Stop what you are doing. Get in your car. If you’re already in your car you don’t have to stop what you are doing. You may remain in your car.
Drive to your nearest music retailer. Buy Guster’s Keep it Together and Ganging Up on the Sun. If they do not have these CDs at your retailer, throw a brick through their window and race to a computer and order these CDs. Then, go to iTunes and download the following songs:
You might be asking yourself why you are paying to download these songs from iTunes when you just ordered the CDs (assuming your music retailer now has a brick where their window used to be). There is a very good answer for this. You must not allow one more day of your life to pass without hearing these songs! Then, the albums will arrive and you can enjoy the many other wonderful songs on these wonderful albums.
I understand I am being awfully free with your hard-earned money. If you have never believed a word I have said, believe me now. These records will make your schlong (or your rack if you are sans schlong) bigger. These records will make your ass tighter and your stomach smaller. These songs will achieve peace in our lifetime and feed the hungry. You will be a better person by 221%! I can prove it. I wrote an article in the June issue of Scientific Proof Magazine. I would not steer you wrong. The birds will sing. The children will dance. You must do this, and do it now.
So you still need convincing? Just know, while you are stalling, the bits you want larger could be larger and the regions you want shrunk could already be smaller had you just listened to me. Two or three kids starved while you resisted. But, if convincing is needed, allow me to provide the persuasion.

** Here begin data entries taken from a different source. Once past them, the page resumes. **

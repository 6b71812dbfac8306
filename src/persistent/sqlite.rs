use std::{str::FromStr, sync::Arc};
use chrono::{DateTime, Utc};
use rust_decimal::Decimal;
use sqlx::{migrate::Migrator, SqlitePool, ConnectOptions, sqlite::SqliteConnectOptions};

use crate::shop::{NewOrder, Order, OrderDetails, OrderId, OrderStatus, PaymentMethod};
use super::{NewUser, SavedSession};


static MIGRATOR: Migrator = sqlx::migrate!();

const ORDER_COLUMNS: &str = "id, user_id, recipient, details, amount_rub, payment_method, status, invoice_id, created_at";

pub struct Storage(SqlitePool);

#[derive(Debug, Clone, PartialEq)]
pub struct Statistics {
    pub users: i64,
    pub completed_orders: i64,
    pub revenue: Decimal,
    pub awaiting_review: i64,
}

#[derive(sqlx::FromRow)]
struct OrderRow {
    id: i64,
    user_id: i64,
    recipient: Option<String>,
    details: String,
    amount_rub: String,
    payment_method: String,
    status: String,
    invoice_id: Option<String>,
    created_at: DateTime<Utc>,
}

impl TryFrom<OrderRow> for Order {
    type Error = anyhow::Error;

    fn try_from(r: OrderRow) -> Result<Self, Self::Error> {
        Ok(Order {
            id: r.id,
            user_id: r.user_id,
            recipient: r.recipient,
            details: serde_json::from_str(&r.details)?,
            amount_rub: Decimal::from_str(&r.amount_rub)?,
            payment_method: PaymentMethod::from_str(&r.payment_method)?,
            status: OrderStatus::from_str(&r.status)?,
            invoice_id: r.invoice_id,
            created_at: r.created_at,
        })
    }
}

async fn make_pool(db_url: &str) -> anyhow::Result<SqlitePool> {
    let mut options = SqliteConnectOptions::from_str(db_url)?.create_if_missing(true);
    options.disable_statement_logging();
    let pool = SqlitePool::connect_with(options).await?;
    MIGRATOR.run(&pool).await?;
    Ok(pool)
}

impl Storage {
    pub async fn new(db_url: &str) -> anyhow::Result<Arc<Self>> {
        Ok(Arc::new(Self(make_pool(db_url).await?)))
    }
    pub async fn close(&self) {
        log::info!("closing database connections...");
        self.0.close().await;
        log::info!("database connections closed!");
    }

    /// Returns `false` when the user was already known.
    pub async fn add_user(&self, user: &NewUser) -> anyhow::Result<bool> {
        let inserted = sqlx::query("insert or ignore into users (user_id, username, full_name, created_at) values (?1, ?2, ?3, ?4)")
            .bind(user.id)
            .bind(&user.username)
            .bind(&user.full_name)
            .bind(Utc::now())
            .execute(&self.0).await?
            .rows_affected();
        Ok(inserted > 0)
    }
    pub async fn count_users(&self) -> anyhow::Result<i64> {
        let count = sqlx::query_scalar("select count(*) from users")
            .fetch_one(&self.0).await?;
        Ok(count)
    }

    pub async fn add_order(&self, order: &NewOrder) -> anyhow::Result<Order> {
        let created_at = Utc::now();
        let details = serde_json::to_string(&order.details)?;
        let id = sqlx::query(
            "insert into orders (user_id, order_type, recipient, details, amount_rub, payment_method, status, created_at) \
             values (?1, ?2, ?3, ?4, ?5, ?6, ?7, ?8)")
            .bind(order.user_id)
            .bind(order.details.product.product_type().as_ref())
            .bind(&order.recipient)
            .bind(details)
            .bind(order.amount_rub.to_string())
            .bind(order.payment_method.as_ref())
            .bind(OrderStatus::Pending.as_ref())
            .bind(created_at)
            .execute(&self.0).await?
            .last_insert_rowid();
        Ok(Order {
            id,
            user_id: order.user_id,
            recipient: order.recipient.clone(),
            details: order.details.clone(),
            amount_rub: order.amount_rub,
            payment_method: order.payment_method,
            status: OrderStatus::Pending,
            invoice_id: None,
            created_at,
        })
    }
    pub async fn get_order(&self, id: OrderId) -> anyhow::Result<Option<Order>> {
        let row: Option<OrderRow> = sqlx::query_as(&format!("select {ORDER_COLUMNS} from orders where id = ?1"))
            .bind(id)
            .fetch_optional(&self.0).await?;
        row.map(Order::try_from).transpose()
    }
    /// Writes the mutable part of `order` if its stored status is still `expected`.
    pub async fn update_order(&self, order: &Order, expected: OrderStatus) -> anyhow::Result<bool> {
        let details = serde_json::to_string(&order.details)?;
        let updated = sqlx::query(
            "update orders set status = ?1, payment_method = ?2, details = ?3, invoice_id = ?4 \
             where id = ?5 and status = ?6")
            .bind(order.status.as_ref())
            .bind(order.payment_method.as_ref())
            .bind(details)
            .bind(&order.invoice_id)
            .bind(order.id)
            .bind(expected.as_ref())
            .execute(&self.0).await?
            .rows_affected();
        Ok(updated > 0)
    }
    /// Newest first.
    pub async fn orders_by_status(&self, status: OrderStatus, limit: i64) -> anyhow::Result<Vec<Order>> {
        let rows: Vec<OrderRow> = sqlx::query_as(&format!(
            "select {ORDER_COLUMNS} from orders where status = ?1 order by created_at desc, id desc limit ?2"))
            .bind(status.as_ref())
            .bind(limit)
            .fetch_all(&self.0).await?;
        rows.into_iter().map(Order::try_from).collect()
    }
    pub async fn statistics(&self) -> anyhow::Result<Statistics> {
        let users = self.count_users().await?;
        let completed: Vec<String> = sqlx::query_scalar("select amount_rub from orders where status = ?1")
            .bind(OrderStatus::Completed.as_ref())
            .fetch_all(&self.0).await?;
        let mut revenue = Decimal::ZERO;
        for amount in &completed {
            revenue += Decimal::from_str(amount)?;
        }
        let awaiting_review = sqlx::query_scalar("select count(*) from orders where status = ?1")
            .bind(OrderStatus::WaitingConfirmation.as_ref())
            .fetch_one(&self.0).await?;
        Ok(Statistics {
            users,
            completed_orders: completed.len() as i64,
            revenue,
            awaiting_review,
        })
    }

    pub(super) async fn save_session(&self, session: &SavedSession) -> anyhow::Result<()> {
        sqlx::query("insert or replace into sessions (chat_id, state, updated_at) values (?1, ?2, ?3)")
            .bind(session.chat_id)
            .bind(&session.state)
            .bind(session.updated_at)
            .execute(&self.0).await?;
        Ok(())
    }
    pub(super) async fn drop_session(&self, chat_id: i64) -> anyhow::Result<()> {
        sqlx::query("delete from sessions where chat_id = ?1")
            .bind(chat_id)
            .execute(&self.0).await?;
        Ok(())
    }
    pub(super) async fn load_sessions(&self, since: i64) -> anyhow::Result<Vec<SavedSession>> {
        let res = sqlx::query_as::<_, (i64, Vec<u8>, i64)>(
            "select chat_id, state, updated_at from sessions where updated_at >= ?1 order by chat_id")
            .bind(since)
            .fetch_all(&self.0).await?
            .into_iter().map(|(chat_id, state, updated_at)| SavedSession { chat_id, state, updated_at })
            .collect();
        Ok(res)
    }
    pub(super) async fn purge_sessions(&self, before: i64) -> anyhow::Result<u64> {
        let purged = sqlx::query("delete from sessions where updated_at < ?1")
            .bind(before)
            .execute(&self.0).await?
            .rows_affected();
        Ok(purged)
    }
}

What makes these songs terrific? I discussed the Ganging Up on the Sun songs with Sir Saleski in our collaborated Fanboy piece. If you have already read that, you should already own Ganging Up on the Sun. If you have not done so, there will be a refresher course. For now, let’s start with the pair from Keep it Together.
“Jesus on the Radio” – This one is easy is to love. It’s only two minutes. The banjo and acoustic guitar rollick. The melody is wonderful, but is the brilliant harmonies that force you to put this song on repeat, repeat, repeat. It’s the simplest recipe but it makes the finest damn song your ears will hear all day. You don’t have to work at it. It’s pleasing to the ears.
The lyrics, well, I admit there is nothing spectacular about them. The phrase “Jesus on the radio” is sung one time but not really connected to anything. They could have said “Martin on the radio” or “Junior on the radio” or any other two syllable name. The lyrics are not nonsense, they just don’t matter. Why don’t they matter? Did I mention the wonderful melody and the brilliant harmonies?
In the time it took you to read this you should have been able to listen to the full song. Do you feel that twitch in your finger? You know, the one that wants to press/click repeat? Get used to it. You might need to sue Guster for giving you carpal tunnel syndrome. This and many of their other songs will cause this same uncontrollable urge.
“Amsterdam” – Apparently this one was something of a hit on alternative/college radio. Huntsville does not have a decent alternative/college radio station. We used to get an okay one out of Birmingham and a pretty good one out of Nashville, but not anymore. So I had never heard this song until I bought the CD. Fuckin’ Huntsville.
“Amsterdam” relies a little less on harmony than “Jesus on the Radio” but is no less catchy. There are little harmonic flourishes but this song is built more around music than voice. The chorus, though — what a wondrous thing it is and what a lost art it is becoming.